Pénurie de personnel, absentéisme élevé, mauvaise organisation du travail, restrictions budgétaires sont quelques-uns des facteurs invoqués pour expliquer la situation. Celle-ci n’est pas nouvelle et on peut espérer que des solutions pointent à l’horizon, du moins à moyen terme. Dans l’intervalle, il reste que le recours au travail en heures supplémentaires est une réalité dans nos établissements de santé au Québec.

La question des heures supplémentaires chez les infirmières (les autres membres du personnel soignant sont aussi touchés) a donné lieu une abondante jurisprudence. Voici trois décisions intéressantes qui traitent du sujet. 

Le cas du CHUQ

Au Centre hospitalier universitaire de Québec (CHUQ), plus de 450 griefs ont été déposés au tournant des années 2010 afin de dénoncer le «temps supplémentaire obligatoire» (TSO). L’un de ces griefs a été tranché en faveur d’une infirmière détentrice d’un poste à temps plein de soir dans une unité d’obstétrique. Elle contestait le traitement abusif que l’employeur lui avait infligé en l’obligeant à faire des heures supplémentaires durant les nuits du 30 mai et du 8 juin 2010 (Syndicat interprofessionnel du CHU de Québec (FIQ) et Centre hospitalier universitaire de Québec (CHU de Québec) (Sylvie Gravel)).

Même si le grief dont il était saisi ne visait que le cas de la plaignante, le Tribunal d’arbitrage a reconnu que le litige avait une portée beaucoup plus large compte tenu des 465 autres griefs semblables et du nombre de journées d’audiences (10) consacrées à cette affaire. D’ailleurs, au début de 2017, le site Web de Radio-Canada a annoncé que dans la foulée de cette sentence arbitrale l’employeur et le syndicat avaient conclu une entente de plusieurs dizaines de milliers de dollars au bénéfice de quelque 200 infirmières.

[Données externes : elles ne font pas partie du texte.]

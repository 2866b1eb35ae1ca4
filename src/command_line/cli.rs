#![allow(clippy::cast_precision_loss)]

use advent::days::DayImpls;
use advent::runner::{self, DayReport, FIRST_DAY, LAST_DAY, PartReport, RunError};
use clap::{Args, CommandFactory, Parser, Subcommand};
use std::error::Error;
use std::io;
use std::path::{Path, PathBuf};
use std::time::Instant;
use tikv_jemalloc_ctl::{epoch, stats};

/// Banner separating per-day sections of the console output.
const BANNER: &str = "==================================================";

/// Defines the command-line interface for the puzzle runner.
///
/// Uses `clap` for parsing arguments.
#[derive(Parser, Debug)]
#[command(name = "advent", version, about = "Advent of Code 2025 puzzle runner")]
pub(crate) struct Cli {
    /// An optional global day argument. If provided without a subcommand,
    /// it's treated as the day number to run (1-12).
    #[arg(global = true)]
    pub day: Option<String>,

    /// Specifies the subcommand to execute (e.g. `all`, `status`).
    #[clap(subcommand)]
    pub command: Option<Commands>,

    /// Common options applicable when running a day directly.
    #[command(flatten)]
    pub common: CommonOptions,
}

/// Enumerates the available subcommands for the puzzle runner.
#[derive(Subcommand, Debug)]
pub(crate) enum Commands {
    /// Run every day of the event in order and print a completion summary.
    All {
        /// Common options for this subcommand.
        #[command(flatten)]
        common: CommonOptions,
    },

    /// List each registered day and whether its puzzle input is on disk.
    Status {
        /// Directory containing the per-day `dayNN/input.txt` files.
        #[arg(long, default_value = "days")]
        input_dir: PathBuf,
    },

    /// Generate shell completion scripts.
    Completions {
        /// The shell to generate completions for.
        #[arg(value_enum)]
        shell: clap_complete::Shell,
    },
}

/// Defines common command-line options shared across different subcommands.
#[derive(Args, Debug, Clone)]
pub(crate) struct CommonOptions {
    /// Directory containing the per-day `dayNN/input.txt` files.
    #[arg(long, default_value = "days")]
    pub(crate) input_dir: PathBuf,

    /// Explicit input file, bypassing the conventional location.
    /// Only meaningful when running a single day.
    #[arg(long)]
    pub(crate) input: Option<PathBuf>,

    /// Enable printing of the per-day timing and memory statistics table.
    #[arg(short, long, default_value_t = true)]
    pub(crate) stats: bool,

    /// Enable debug output, printing input size details before running.
    #[arg(short, long, default_value_t = false)]
    pub(crate) debug: bool,
}

/// Dispatches a parsed command line to the matching handler.
///
/// Exits the process with a non-zero status on invalid day arguments or
/// when no day was requested at all.
pub(crate) fn dispatch(cli: Cli) {
    // Handle the case where a day number is provided globally without a
    // subcommand. This is the `advent 5` form.
    if let Some(day_arg) = cli.day.as_deref() {
        if cli.command.is_none() {
            match parse_day_arg(day_arg) {
                Ok(day) => {
                    run_one(day, &cli.common);
                }
                Err(message) => {
                    eprintln!("{message}");
                    eprintln!("Usage: advent <day_number|all>");
                    std::process::exit(1);
                }
            }
            return;
        }
    }

    match cli.command {
        Some(Commands::All { common }) => run_all(&common),
        Some(Commands::Status { input_dir }) => status(&input_dir),
        Some(Commands::Completions { shell }) => {
            let mut cmd = Cli::command();
            let name = cmd.get_name().to_string();
            clap_complete::generate(shell, &mut cmd, name, &mut io::stdout());
        }
        None => {
            // Reached when neither a day number nor a subcommand was given.
            eprintln!("No day provided. Use --help for more information.");
            eprintln!("Usage: advent <day_number|all>");
            std::process::exit(1);
        }
    }
}

/// Parses the positional day argument, rejecting values outside the event.
fn parse_day_arg(arg: &str) -> Result<u8, String> {
    arg.parse::<u8>()
        .map_err(|_| format!("Invalid day argument '{arg}' (expected a day number or 'all')"))
        .and_then(|day| {
            if (FIRST_DAY..=LAST_DAY).contains(&day) {
                Ok(day)
            } else {
                Err(format!("Day must be between {FIRST_DAY} and {LAST_DAY}, got {day}"))
            }
        })
}

/// Runs a single day and reports the outcome, returning whether it
/// completed. Failures are printed and never propagate: days are published
/// one at a time, so a missing input or module is routine.
fn run_one(day: u8, common: &CommonOptions) -> bool {
    println!("\n{BANNER}");
    println!("Running Day {day}");
    println!("{BANNER}");

    let input = match read_day_input(day, common) {
        Ok(input) => input,
        Err(err) => {
            report_run_error(day, &err);
            return false;
        }
    };

    if common.debug {
        println!("Input: {} lines, {} bytes", input.lines().count(), input.len());
    }

    match runner::run_day_with_input(day, &input) {
        Ok(report) => {
            print_report(&report, common.stats);
            true
        }
        Err(err) => {
            report_run_error(day, &err);
            false
        }
    }
}

/// Runs every day of the event sequentially, then prints the completion
/// summary. Per-day failures are reported by `run_one` and counted as
/// incomplete.
fn run_all(common: &CommonOptions) {
    let mut common = common.clone();
    if common.input.take().is_some() {
        eprintln!("--input applies to single-day runs only; ignoring");
    }

    let total_start = Instant::now();
    let mut success_count = 0u32;

    for day in FIRST_DAY..=LAST_DAY {
        if run_one(day, &common) {
            success_count += 1;
        }
    }

    let total = total_start.elapsed();

    println!("\n{BANNER}");
    println!("Completed {success_count}/{LAST_DAY} days");
    println!("Total time: {:.4} seconds", total.as_secs_f64());
    println!("{BANNER}");
}

/// Lists each registered day and whether its input file is present.
fn status(input_dir: &Path) {
    let found = runner::discover_inputs(input_dir);

    println!("Inputs under {}:", input_dir.display());
    for entry in DayImpls::ALL {
        let marker = if found.contains(&entry.number()) {
            "input present"
        } else {
            "input missing"
        };
        println!("  {:<8} {marker}", entry.label());
    }
}

/// Resolves a day's input text, honoring the `--input` override.
fn read_day_input(day: u8, common: &CommonOptions) -> Result<String, RunError> {
    match &common.input {
        Some(path) => std::fs::read_to_string(path).map_err(|source| {
            if source.kind() == io::ErrorKind::NotFound {
                RunError::MissingInput {
                    day,
                    path: path.clone(),
                }
            } else {
                RunError::Io {
                    path: path.clone(),
                    source,
                }
            }
        }),
        None => runner::read_input(&common.input_dir, day),
    }
}

/// Reports a per-day failure on the console. Missing inputs and modules get
/// the short, expected-case messages; everything else prints its error
/// chain to stderr.
fn report_run_error(day: u8, err: &RunError) {
    match err {
        RunError::MissingInput { .. } => {
            println!("Input file for day {day} not found. Please add your puzzle input.");
        }
        RunError::MissingDay(_) => {
            println!("Solution for day {day} does not exist!");
        }
        other => {
            eprintln!("Error running day {day}: {other}");
            let mut cause = other.source();
            while let Some(err) = cause {
                eprintln!("  caused by: {err}");
                cause = err.source();
            }
        }
    }
}

/// Prints a day's answers and timing, and optionally the statistics table.
fn print_report(report: &DayReport, show_stats: bool) {
    print_part(1, &report.part_one);
    print_part(2, &report.part_two);

    println!("\nTime: {:.4} seconds", report.total_time().as_secs_f64());

    if show_stats {
        print_stats(report);
    }
}

/// Prints one part's answer, or marks it unimplemented.
fn print_part(number: u8, part: &PartReport) {
    match &part.answer {
        Some(answer) => println!("Part {number}: {answer}"),
        None => println!("Part {number}: unimplemented"),
    }
}

/// Helper function to print a single statistic line in a formatted table
/// row.
fn stat_line(label: &str, value: impl std::fmt::Display) {
    println!("|  {label:<28} {value:>18}  |");
}

/// Prints the per-day timing and memory statistics table.
fn print_stats(report: &DayReport) {
    let (allocated_mib, resident_mib) = memory_stats();

    println!("\n=========================[ Day Statistics ]==========================");
    stat_line("Parse time (s)", format!("{:.4}", report.parse_time.as_secs_f64()));
    stat_line(
        "Part 1 time (s)",
        format!("{:.4}", report.part_one.elapsed.as_secs_f64()),
    );
    stat_line(
        "Part 2 time (s)",
        format!("{:.4}", report.part_two.elapsed.as_secs_f64()),
    );
    stat_line(
        "Total time (s)",
        format!("{:.4}", report.total_time().as_secs_f64()),
    );
    stat_line("Memory usage (MiB)", format!("{allocated_mib:.2}"));
    stat_line("Resident memory (MiB)", format!("{resident_mib:.2}"));
    println!("=====================================================================");
}

/// Reads allocated and resident memory in MiB from jemalloc.
fn memory_stats() -> (f64, f64) {
    // Advance epoch so the counters reflect the run that just finished.
    epoch::advance().unwrap();

    let allocated_bytes = stats::allocated::mib().unwrap().read().unwrap();
    let resident_bytes = stats::resident::mib().unwrap().read().unwrap();

    (
        allocated_bytes as f64 / (1024.0 * 1024.0),
        resident_bytes as f64 / (1024.0 * 1024.0),
    )
}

Voici les grandes lignes de la décision de l’arbitre Marcel Morin:

  • La convention collective n’interdit pas le recours aux heures supplémentaires, volontaires ou obligatoires, dans la mesure où tous les moyens raisonnables ont été mis en application pour éviter d’y recourir;
  • Même si personne ne s’est vu imposer une mesure disciplinaire pour avoir refusé d’effectuer des heures supplémentaires, le système est en soi contraignant, voire intimidant;
  • L’employeur a enfreint la convention collective en recourant à du travail en heures supplémentaires dans le contexte d’une pratique systématique afin de pourvoir aux absences;
  • Il a exercé ses droits de direction d’une manière abusive mais n’a pas agi de mauvaise foi;
  • La plaignante ne pouvait à l’époque refuser de faire du TSO étant donné que sa présence était véritablement requise selon les circonstances révélées par la preuve.

Le Tribunal précise que, si le recours aux heures supplémentaires ne devient plus une pratique systématique, l’employeur pourrait dans l’avenir exiger que la plaignante effectue du TSO lorsque les circonstances l’exigent.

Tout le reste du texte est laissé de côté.